Sixth Circuit Addresses FAA Issue of First Impression Among the Federal Appellate Courts

In Huffman v. The Hilltop Companies, No. 13-3938 (6th Cir. Mar. 27, 2014) (click here for a copy of the decision), the Sixth Circuit discussed an issue which it described as one of “first impression” among the federal appellate courts: whether the strong presumption in favor of arbitration under the FAA applies where a survival clause in a contract fails to mention the contract’s arbitration clause.

The case involved employment disputes regarding the Fair Labor Standards Act, and the employment contract at issue contained several paragraphs, including an arbitration clause and a survival clause.  The survival clause specifically listed twelve paragraphs that would survive the termination of the agreement, such as a paragraph about confidentiality.  However, the survival clause did not list the arbitration paragraph as surviving the termination of the agreement.

The district court denied the defendant employer’s motion to compel arbitration.  Relying on the doctrine of expressio unius est exclusio alterius, the district court found that the arbitration clause had no post-expiration effect because the survival clause failed to specifically mention the arbitration clause.

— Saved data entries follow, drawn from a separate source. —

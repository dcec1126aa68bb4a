//! Dependency closure tests

use fhir_restore::closure::DependencyClosure;
use fhir_restore::domain::{PackageDependency, PackageReference};
use fhir_restore::error::RestoreError;
use std::sync::Arc;

#[test]
fn test_require_complete_lists_every_missing_dependency() {
    let closure = DependencyClosure::new();
    closure.add_missing(PackageDependency::new("gone.one", "1.x"));
    closure.add_missing(PackageDependency::latest("gone.two"));

    let snapshot = closure.snapshot();
    let error = snapshot.require_complete().unwrap_err();
    match error {
        RestoreError::RestoreIncomplete { missing } => {
            assert!(missing.contains("gone.one"));
            assert!(missing.contains("gone.two"));
        }
        other => panic!("Unexpected error: {other}"),
    }
}

#[test]
fn test_require_complete_passes_on_complete_closure() {
    let closure = DependencyClosure::new();
    closure.add(PackageReference::new("a", "1.0.0"));
    assert!(closure.snapshot().require_complete().is_ok());
}

#[tokio::test]
async fn test_concurrent_adds_keep_highest_version() {
    let closure = Arc::new(DependencyClosure::new());

    let mut handles = Vec::new();
    for minor in 0..16u32 {
        let closure = closure.clone();
        handles.push(tokio::spawn(async move {
            closure.add(PackageReference::new("pkg", format!("1.{minor}.0")));
        }));
    }
    for handle in handles {
        handle.await.unwrap();
    }

    assert_eq!(closure.reference_count(), 1);
    assert_eq!(
        closure.find("pkg").unwrap().version.as_deref(),
        Some("1.15.0")
    );
}

#[test]
fn test_snapshot_references_are_name_sorted() {
    let closure = DependencyClosure::new();
    closure.add(PackageReference::new("zeta.pkg", "1.0.0"));
    closure.add(PackageReference::new("Alpha.Pkg", "1.0.0"));
    closure.add(PackageReference::new("mid.pkg", "1.0.0"));

    let snapshot = closure.snapshot();
    let names: Vec<&str> = snapshot
        .references
        .iter()
        .map(|reference| reference.name.as_str())
        .collect();
    assert_eq!(names, vec!["Alpha.Pkg", "mid.pkg", "zeta.pkg"]);
}
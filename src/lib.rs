//! # FHIR Package Restore
//!
//! A library for restoring FHIR Implementation Guide packages: dependency
//! resolution across version ranges, a checksum-verified disk package cache,
//! and a canonical resource index over installed packages.
//!
//! ## Quick Start
//!
//! ```rust,no_run
//! use fhir_restore::{DiskPackageCache, HttpRegistry, RestoreConfig, RestoreOrchestrator};
//! use fhir_restore::project::FolderProject;
//! use std::sync::Arc;
//!
//! #[tokio::main]
//! async fn main() -> Result<(), Box<dyn std::error::Error>> {
//!     let config = RestoreConfig::load()?;
//!     let cache = Arc::new(DiskPackageCache::new(&config.cache).await?);
//!     let registry = Arc::new(HttpRegistry::new(&config.registry)?);
//!
//!     let orchestrator = RestoreOrchestrator::new(cache.clone(), registry)
//!         .with_parallel_workers(config.restore.parallel_workers);
//!
//!     // Restore the project in the current folder and persist its lock file
//!     let project = FolderProject::new(".");
//!     let closure = orchestrator.restore_project(&project).await?;
//!     println!("Resolved {} packages", closure.references.len());
//!
//!     // Look up a canonical URL in one of the installed packages
//!     for reference in &closure.references {
//!         let index = cache.get_canonical_index(reference).await?;
//!         if let Some(entry) = index
//!             .find_canonical("http://hl7.org/fhir/us/core/StructureDefinition/us-core-patient")
//!         {
//!             println!("Found in {}: {}", reference, entry.file_name);
//!         }
//!     }
//!
//!     Ok(())
//! }
//! ```

pub mod cache;
pub mod closure;
pub mod config;
pub mod domain;
pub mod error;
pub mod index;
pub mod manifest;
pub mod project;
pub mod registry;
pub mod restore;
pub mod version;

// Re-export main types
pub use cache::DiskPackageCache;
pub use closure::{ClosureSnapshot, DependencyClosure};
pub use config::{CacheConfig, RegistryConfig, RestoreConfig, RestoreOptions};
pub use domain::{PackageDependency, PackageReference, PackageVersion};
pub use error::{RestoreError, Result};
pub use index::{CanonicalIndex, CanonicalIndexer, ResourceMetadata};
pub use manifest::PackageManifest;
pub use project::{FolderProject, LockFile};
pub use registry::{HttpRegistry, PackageRegistry, VersionListing};
pub use restore::RestoreOrchestrator;
pub use version::VersionRange;
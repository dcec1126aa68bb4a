//! In-memory registry implementation for testing
//!
//! Implements the registry trait directly instead of standing up an HTTP
//! server, so the restore walk can be exercised deterministically.

use crate::common::fixtures;
use fhir_restore::domain::{PackageReference, normalize_name};
use fhir_restore::error::{RegistryError, Result};
use fhir_restore::registry::{PackageRegistry, VersionListing};
use fhir_restore::restore::sha1_hex;
use std::collections::{BTreeMap, HashMap};
use std::sync::Mutex;

/// Mock package data for testing
#[derive(Debug, Clone)]
pub struct MockPackageData {
    pub name: String,
    pub version: String,
    pub dependencies: Vec<(String, String)>,
    pub resources: Vec<(String, serde_json::Value)>,
}

impl MockPackageData {
    pub fn new(name: &str, version: &str) -> Self {
        Self {
            name: name.to_string(),
            version: version.to_string(),
            dependencies: Vec::new(),
            resources: Vec::new(),
        }
    }

    pub fn with_dependency(mut self, name: &str, range: &str) -> Self {
        self.dependencies.push((name.to_string(), range.to_string()));
        self
    }

    pub fn with_resource(mut self, file_name: &str, resource: serde_json::Value) -> Self {
        self.resources.push((file_name.to_string(), resource));
        self
    }

    fn tarball(&self) -> Vec<u8> {
        let dependencies: Vec<(&str, &str)> = self
            .dependencies
            .iter()
            .map(|(name, range)| (name.as_str(), range.as_str()))
            .collect();
        let manifest = fixtures::create_sample_manifest(&self.name, &self.version, &dependencies);
        let resources: Vec<(&str, serde_json::Value)> = self
            .resources
            .iter()
            .map(|(file_name, resource)| (file_name.as_str(), resource.clone()))
            .collect();
        fixtures::build_package_tgz(&manifest, &resources)
    }
}

#[derive(Debug, Clone)]
struct StoredVersion {
    bytes: Vec<u8>,
    shasum: Option<String>,
}

/// In-memory package registry keyed by normalized package name.
#[derive(Default)]
pub struct MockRegistry {
    packages: Mutex<HashMap<String, BTreeMap<String, StoredVersion>>>,
}

impl MockRegistry {
    pub fn new() -> Self {
        Self::default()
    }

    /// Publish a package with a correct SHA-1 digest.
    pub fn publish(&self, package: MockPackageData) {
        let bytes = package.tarball();
        let shasum = Some(sha1_hex(&bytes));
        self.store(&package.name, &package.version, bytes, shasum);
    }

    /// Publish a package whose listed digest will never match its bytes.
    pub fn publish_with_bad_shasum(&self, package: MockPackageData) {
        let bytes = package.tarball();
        self.store(
            &package.name,
            &package.version,
            bytes,
            Some("deadbeefdeadbeefdeadbeefdeadbeefdeadbeef".to_string()),
        );
    }

    /// Publish a package with no digest in its listing.
    pub fn publish_without_shasum(&self, package: MockPackageData) {
        let bytes = package.tarball();
        self.store(&package.name, &package.version, bytes, None);
    }

    /// Drop the published digests of every version of `name`.
    pub fn drop_shasums(&self, name: &str) {
        let mut packages = self.packages.lock().unwrap();
        if let Some(versions) = packages.get_mut(&normalize_name(name)) {
            for stored in versions.values_mut() {
                stored.shasum = None;
            }
        }
    }

    fn store(&self, name: &str, version: &str, bytes: Vec<u8>, shasum: Option<String>) {
        let mut packages = self.packages.lock().unwrap();
        packages
            .entry(normalize_name(name))
            .or_default()
            .insert(version.to_string(), StoredVersion { bytes, shasum });
    }
}

#[async_trait::async_trait]
impl PackageRegistry for MockRegistry {
    async fn list_versions(&self, name: &str) -> Result<BTreeMap<String, VersionListing>> {
        let packages = self.packages.lock().unwrap();
        let versions = packages.get(&normalize_name(name)).ok_or_else(|| {
            RegistryError::PackageNotFound {
                name: name.to_string(),
                version: "latest".to_string(),
            }
        })?;
        Ok(versions
            .iter()
            .map(|(version, stored)| {
                (
                    version.clone(),
                    VersionListing {
                        shasum: stored.shasum.clone(),
                        tarball: None,
                    },
                )
            })
            .collect())
    }

    async fn fetch_tarball(&self, reference: &PackageReference) -> Result<Vec<u8>> {
        let version = reference.version.as_deref().unwrap_or("latest");
        let packages = self.packages.lock().unwrap();
        packages
            .get(&normalize_name(&reference.name))
            .and_then(|versions| versions.get(version))
            .map(|stored| stored.bytes.clone())
            .ok_or_else(|| {
                RegistryError::PackageNotFound {
                    name: reference.name.clone(),
                    version: version.to_string(),
                }
                .into()
            })
    }
}
//! Common test utilities and helpers
#![allow(dead_code)]

pub mod mock_registry;
pub mod test_helpers;

pub use mock_registry::{MockPackageData, MockRegistry};
pub use test_helpers::*;
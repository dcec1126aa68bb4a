//! Error types for the FHIR package restore library

use thiserror::Error;

/// Main result type used throughout the restore library.
pub type Result<T> = std::result::Result<T, RestoreError>;

/// Main error type for the restore library.
///
/// Unifies all domain errors behind a single type with automatic conversions
/// from the underlying error sources.
///
/// # Example
///
/// ```rust
/// use fhir_restore::error::{CacheError, RestoreError};
///
/// let cache_error = CacheError::NotInstalled {
///     package: "hl7.fhir.r4.core#4.0.1".to_string(),
/// };
/// let error: RestoreError = cache_error.into();
/// ```
#[derive(Error, Debug)]
pub enum RestoreError {
    #[error("Configuration error: {0}")]
    Config(#[from] ConfigError),

    #[error("Registry error: {0}")]
    Registry(#[from] RegistryError),

    #[error("Package error: {0}")]
    Package(#[from] PackageError),

    #[error("Cache error: {0}")]
    Cache(#[from] CacheError),

    #[error("Index error: {0}")]
    Index(#[from] IndexError),

    #[error("Could not resolve all dependencies: {missing}")]
    RestoreIncomplete { missing: String },

    #[error("IO error: {0}")]
    Io(#[from] std::io::Error),

    #[error("Network error: {0}")]
    Network(#[from] reqwest::Error),

    #[error("JSON error: {0}")]
    Json(#[from] serde_json::Error),

    #[error("TOML deserialize error: {0}")]
    TomlDe(#[from] toml::de::Error),

    #[error("TOML serialize error: {0}")]
    TomlSer(#[from] toml::ser::Error),
}

/// Errors raised while loading or validating configuration.
#[derive(Error, Debug)]
pub enum ConfigError {
    #[error("Invalid configuration file: {path}")]
    InvalidFile { path: std::path::PathBuf },

    #[error("Invalid registry URL: {url}")]
    InvalidRegistryUrl { url: String },

    #[error("Configuration validation failed: {message}")]
    ValidationFailed { message: String },
}

/// Errors raised while talking to a package registry.
#[derive(Error, Debug)]
pub enum RegistryError {
    #[error("Package not found: {name}@{version}")]
    PackageNotFound { name: String, version: String },

    #[error("Registry unavailable: {url}")]
    RegistryUnavailable { url: String },

    #[error("Invalid package metadata: {message}")]
    InvalidMetadata { message: String },

    #[error("Checksum mismatch for {name}@{version}: expected {expected}, got {actual}")]
    ChecksumMismatch {
        name: String,
        version: String,
        expected: String,
        actual: String,
    },

    #[error("No published checksum for {name}@{version}; refusing unverified install")]
    ChecksumUnavailable { name: String, version: String },
}

/// Errors raised while unpacking or validating package archives.
#[derive(Error, Debug)]
pub enum PackageError {
    #[error("Package extraction failed: {message}")]
    ExtractionFailed { message: String },

    #[error("Package validation failed: {message}")]
    ValidationFailed { message: String },

    #[error("Missing package manifest")]
    MissingManifest,
}

/// Errors raised by the disk package cache.
#[derive(Error, Debug)]
pub enum CacheError {
    #[error("Package not installed: {package}. Run restore first.")]
    NotInstalled { package: String },

    #[error(
        "File '{file}' not found in package {package}. \
         The package may not have been restored."
    )]
    FileNotFound { package: String, file: String },

    #[error("Cache initialization failed: {message}")]
    InitializationFailed { message: String },

    #[error("Invalid cache entry name: {folder}")]
    InvalidEntryName { folder: String },
}

/// Errors raised while building or reading a canonical index.
#[derive(Error, Debug)]
pub enum IndexError {
    #[error("Index write failed: {message}")]
    WriteFailed { message: String },

    #[error("Index corrupted: {message}")]
    Corrupted { message: String },
}

/// Trait for validating configuration and data structures.
pub trait Validate {
    type Error;
    fn validate(&self) -> std::result::Result<(), Self::Error>;
}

The Sixth Circuit reversed and found the arbitration agreement to be enforceable.  The Sixth Circuit explained that arbitration agreements generally should have post-termination effect because otherwise, a party could avoid arbitration simply by terminating a contract.  The Sixth Circuit found that the strong presumption in favor of arbitration should apply in this post-termination context, and the plaintiff here was not able to rebut this strong presumption.  Turning to the case at hand, the Sixth Circuit pointed out that the non-compete paragraph in the contract applied for twelve months after expiration of the agreement, and the survival clause did not specifically list this non-compete paragraph as surviving the termination of the agreement.  Thus, the survival clause did not contain an exhaustive list of all clauses that would survive termination of the agreement, and hence, ambiguity existed whether the arbitration clause would have post-termination effect.  The plaintiff could not produce “forceful evidence” to clear up this ambiguity and rebut the strong presumption in favor of arbitration.

Also, the Sixth Circuit, following its earlier Reed Elsevier case (click here for a prior post regarding the Reed Elsevier case), recognized that courts should decide the gateway issue of whether an arbitration agreement provides for class arbitration.  Finding that the arbitration agreement nowhere mentioned class arbitration, the court ordered the plaintiffs to proceed individually in arbitration.